use std::time::Instant;

use async_trait::async_trait;
use sqlx::PgPool;

use crate::error::{Error, Result};
use crate::models::candidate::{Candidate, CandidateFilter, CandidateStatistics, NewCandidate};

const CANDIDATE_COLUMNS: &str = "id, name, age, email, phone, skills, experience, applied_position, status, created_at, updated_at";

/// Domain operations over the candidate table.
///
/// Each call is a single storage round-trip; nothing is cached, so reads
/// always observe the latest committed state.
#[cfg_attr(test, mockall::automock)]
#[async_trait]
pub trait CandidateRepository: Send + Sync {
    /// All candidates matching `filter`, ordered by id ascending.
    async fn list(&self, filter: &CandidateFilter) -> Result<Vec<Candidate>>;

    /// `None` when no row has this id.
    async fn get_by_id(&self, id: i32) -> Result<Option<Candidate>>;

    /// Case-insensitive exact match on email, optionally ignoring one row.
    ///
    /// Advisory only: the unique index on `LOWER(email)` is what actually
    /// prevents duplicates when two writers race past this check.
    async fn email_exists(&self, email: &str, exclude_id: Option<i32>) -> Result<bool>;

    /// # Errors
    ///
    /// [`Error::Conflict`] when the email is already taken.
    async fn create(&self, data: &NewCandidate) -> Result<Candidate>;

    /// Replaces every mutable field of an existing row.
    ///
    /// # Errors
    ///
    /// [`Error::NotFound`] when the id is unknown, [`Error::Conflict`] when
    /// the new email belongs to another row.
    async fn update(&self, id: i32, data: &NewCandidate) -> Result<Candidate>;

    /// `true` if a row was removed.
    async fn delete(&self, id: i32) -> Result<bool>;

    async fn statistics(&self) -> Result<CandidateStatistics>;

    /// Cheap reachability probe used by the health endpoint.
    async fn ping(&self) -> Result<()>;
}

#[derive(Clone)]
pub struct PgCandidateRepository {
    pool: PgPool,
}

impl PgCandidateRepository {
    pub fn new(pool: PgPool) -> Self {
        Self { pool }
    }
}

fn log_query(label: &'static str, started: Instant, rows: usize) {
    tracing::debug!(
        query = label,
        duration_ms = started.elapsed().as_millis() as u64,
        rows,
        "Executed query"
    );
}

/// Escapes LIKE metacharacters so user input is matched literally.
pub(crate) fn escape_like(term: &str) -> String {
    let mut escaped = String::with_capacity(term.len());
    for ch in term.chars() {
        if matches!(ch, '%' | '_' | '\\') {
            escaped.push('\\');
        }
        escaped.push(ch);
    }
    escaped
}

/// Builds the WHERE clause and its bind values for a list filter.
fn filter_clause(filter: &CandidateFilter) -> (String, Vec<String>) {
    let mut filters = Vec::new();
    let mut args: Vec<String> = Vec::new();

    if let Some(status) = filter.status {
        filters.push(format!("status = ${}", args.len() + 1));
        args.push(status.to_string());
    }
    if let Some(search) = &filter.search {
        let n = args.len() + 1;
        filters.push(format!(
            "(name ILIKE ${n} OR email ILIKE ${n} OR COALESCE(skills, '') ILIKE ${n})"
        ));
        args.push(format!("%{}%", escape_like(search)));
    }

    let where_clause = if filters.is_empty() {
        String::new()
    } else {
        format!("WHERE {}", filters.join(" AND "))
    };
    (where_clause, args)
}

#[async_trait]
impl CandidateRepository for PgCandidateRepository {
    async fn list(&self, filter: &CandidateFilter) -> Result<Vec<Candidate>> {
        let started = Instant::now();
        let (where_clause, args) = filter_clause(filter);
        let sql = format!(
            "SELECT {} FROM candidates {} ORDER BY id ASC",
            CANDIDATE_COLUMNS, where_clause
        );

        let mut statement = sqlx::query_as::<_, Candidate>(&sql);
        for value in &args {
            statement = statement.bind(value);
        }
        let items = statement.fetch_all(&self.pool).await?;
        log_query("list_candidates", started, items.len());
        Ok(items)
    }

    async fn get_by_id(&self, id: i32) -> Result<Option<Candidate>> {
        let started = Instant::now();
        let sql = format!("SELECT {} FROM candidates WHERE id = $1", CANDIDATE_COLUMNS);
        let candidate = sqlx::query_as::<_, Candidate>(&sql)
            .bind(id)
            .fetch_optional(&self.pool)
            .await?;
        log_query("get_candidate", started, usize::from(candidate.is_some()));
        Ok(candidate)
    }

    async fn email_exists(&self, email: &str, exclude_id: Option<i32>) -> Result<bool> {
        let started = Instant::now();
        let exists = sqlx::query_scalar::<_, bool>(
            r#"
            SELECT EXISTS (
                SELECT 1 FROM candidates
                WHERE LOWER(email) = LOWER($1)
                  AND ($2::INT IS NULL OR id <> $2)
            )
            "#,
        )
        .bind(email)
        .bind(exclude_id)
        .fetch_one(&self.pool)
        .await?;
        log_query("email_exists", started, 1);
        Ok(exists)
    }

    async fn create(&self, data: &NewCandidate) -> Result<Candidate> {
        let started = Instant::now();
        let sql = format!(
            r#"
            INSERT INTO candidates (name, age, email, phone, skills, experience, applied_position, status)
            VALUES ($1, $2, $3, $4, $5, $6, $7, $8)
            RETURNING {}
            "#,
            CANDIDATE_COLUMNS
        );
        let candidate = sqlx::query_as::<_, Candidate>(&sql)
            .bind(&data.name)
            .bind(data.age)
            .bind(&data.email)
            .bind(&data.phone)
            .bind(&data.skills)
            .bind(data.experience)
            .bind(&data.applied_position)
            .bind(data.status.as_str())
            .fetch_one(&self.pool)
            .await?;
        log_query("create_candidate", started, 1);
        Ok(candidate)
    }

    async fn update(&self, id: i32, data: &NewCandidate) -> Result<Candidate> {
        let started = Instant::now();
        let sql = format!(
            r#"
            UPDATE candidates
            SET
                name = $1,
                age = $2,
                email = $3,
                phone = $4,
                skills = $5,
                experience = $6,
                applied_position = $7,
                status = $8,
                updated_at = NOW()
            WHERE id = $9
            RETURNING {}
            "#,
            CANDIDATE_COLUMNS
        );
        let candidate = sqlx::query_as::<_, Candidate>(&sql)
            .bind(&data.name)
            .bind(data.age)
            .bind(&data.email)
            .bind(&data.phone)
            .bind(&data.skills)
            .bind(data.experience)
            .bind(&data.applied_position)
            .bind(data.status.as_str())
            .bind(id)
            .fetch_optional(&self.pool)
            .await?;
        log_query("update_candidate", started, usize::from(candidate.is_some()));
        candidate.ok_or_else(|| Error::candidate_not_found(id))
    }

    async fn delete(&self, id: i32) -> Result<bool> {
        let started = Instant::now();
        let res = sqlx::query("DELETE FROM candidates WHERE id = $1")
            .bind(id)
            .execute(&self.pool)
            .await?;
        log_query("delete_candidate", started, res.rows_affected() as usize);
        Ok(res.rows_affected() > 0)
    }

    async fn statistics(&self) -> Result<CandidateStatistics> {
        let started = Instant::now();
        let stats = sqlx::query_as::<_, CandidateStatistics>(
            r#"
            SELECT
                COUNT(*) AS total,
                COUNT(*) FILTER (WHERE status = 'Applied') AS applied,
                COUNT(*) FILTER (WHERE status = 'Interviewing') AS interviewing,
                COUNT(*) FILTER (WHERE status = 'Hired') AS hired,
                COUNT(*) FILTER (WHERE status = 'Rejected') AS rejected
            FROM candidates
            "#,
        )
        .fetch_one(&self.pool)
        .await?;
        log_query("candidate_statistics", started, 1);
        Ok(stats)
    }

    async fn ping(&self) -> Result<()> {
        sqlx::query("SELECT 1").execute(&self.pool).await?;
        Ok(())
    }
}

○ ○ ○ ○ ○

## What the task requires
A single number, please: how many lines in the data above contain the string "PgPool"?

## Output for this task
3